España ha iniciado una nueva etapa en el proceso de reparación para las víctimas de abusos sexuales cometidos por miembros del clero católico. Este programa, aprobado por la Conferencia Episcopal Española y el gobierno, se enfoca especialmente en casos donde los agresores han fallecido o los delitos han prescrito, imposibilitando procesos judiciales ordinarios.

Un punto clave de este nuevo modelo es la intervención del Estado. El Defensor del Pueblo, apoyado por un equipo independiente de expertos, revisará cada caso para proponer compensaciones simbólicas, psicológicas o económicas. Si la Iglesia y el solicitante no llegan a un acuerdo, el caso pasará a un comité conjunto y, en última instancia, el Defensor del Pueblo tendrá la facultad de tomar la decisión final sobre el pago.

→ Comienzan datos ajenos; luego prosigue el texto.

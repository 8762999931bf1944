mod start;
pub use start::StartHandler;

mod stop;
pub use stop::StopHandler;

mod watchdog;
pub use watchdog::{Watchdog, WatchdogVerdict};

use async_trait::async_trait;
use tracing::error;

use crate::{
    error::LifecycleError,
    metrics::MetricsHandle,
    transport::{Consumer, Delivery},
};

/// Processes one delivery of a channel, settling it on `consumer`.
///
/// Errors are already logged and the delivery rejected when this returns `Err`;
/// the result only tells the caller what happened.
#[async_trait]
pub trait DeliveryHandler: Send + Sync + 'static {
    fn channel(&self) -> &'static str;

    async fn handle(&self, consumer: &dyn Consumer, delivery: Delivery)
    -> Result<(), LifecycleError>;
}

/// Terminal failure path shared by both channels: log, count, reject without requeue.
async fn refuse(
    consumer: &dyn Consumer,
    delivery: &Delivery,
    channel: &'static str,
    err: &LifecycleError,
    metrics: &MetricsHandle,
) {
    error!(
        channel,
        tag = delivery.tag,
        routing_key = %delivery.routing_key,
        kind = err.kind(),
        error = %err,
        "command failed; rejecting without requeue"
    );
    metrics.record_rejected(channel, err.kind());

    if let Err(e) = consumer.reject(delivery, false).await {
        error!(channel, tag = delivery.tag, error = %e, "reject failed");
    }
}
use serde::{Deserialize, Serialize};
use serde_json::Value;

use crate::{Actor, BuildId};

/// Everything the process layer needs to launch one node.
#[derive(Clone, Debug, PartialEq, Serialize, Deserialize)]
pub struct LaunchRequest {
    pub build_id: BuildId,
    /// Node configuration, passed through untouched.
    pub config: Value,
    /// Data the node enqueues on startup, passed through untouched.
    pub enqueue_data: Value,
    /// URI the node reports back to.
    pub callback_uri: String,
}

/// Request to stop a running node, carrying who asked for it.
#[derive(Clone, Debug, PartialEq, Eq, Serialize, Deserialize)]
pub struct TerminationRequest {
    pub build_id: BuildId,
    #[serde(default, skip_serializing_if = "Option::is_none")]
    pub stopped_by: Option<Actor>,
}

impl TerminationRequest {
    pub fn new(build_id: BuildId, stopped_by: Option<Actor>) -> Self {
        Self {
            build_id,
            stopped_by,
        }
    }

    /// Actor name for logs; `"unknown"` when the sender did not say.
    #[inline]
    pub fn actor(&self) -> &str {
        self.stopped_by.as_deref().unwrap_or("unknown")
    }
}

El camino hacia este acuerdo ha sido complejo. Tras revelaciones periodísticas y un informe del Defensor del Pueblo en 2023 que estimaba cientos de miles de víctimas potenciales, la presión pública aumentó. Aunque la Iglesia española había implementado un sistema interno previo, muchas víctimas lo rechazaron por falta de supervisión externa, argumentando que la institución no podía ser juez y parte en sus propios casos.

Sin embargo, el nuevo plan no está exento de críticas. Algunas organizaciones y víctimas denuncian que el plazo para presentar reclamaciones es demasiado corto y que la falta de una escala predefinida de indemnizaciones basada en la gravedad del daño podría generar inconsistencias y falta de equidad en las reparaciones.

Este avance ocurre en un contexto global de crisis de reputación para la Iglesia católica, mientras el Vaticano ha comenzado a enfatizar la importancia de reconocer el daño causado y brindar una justa reparación a los afectados.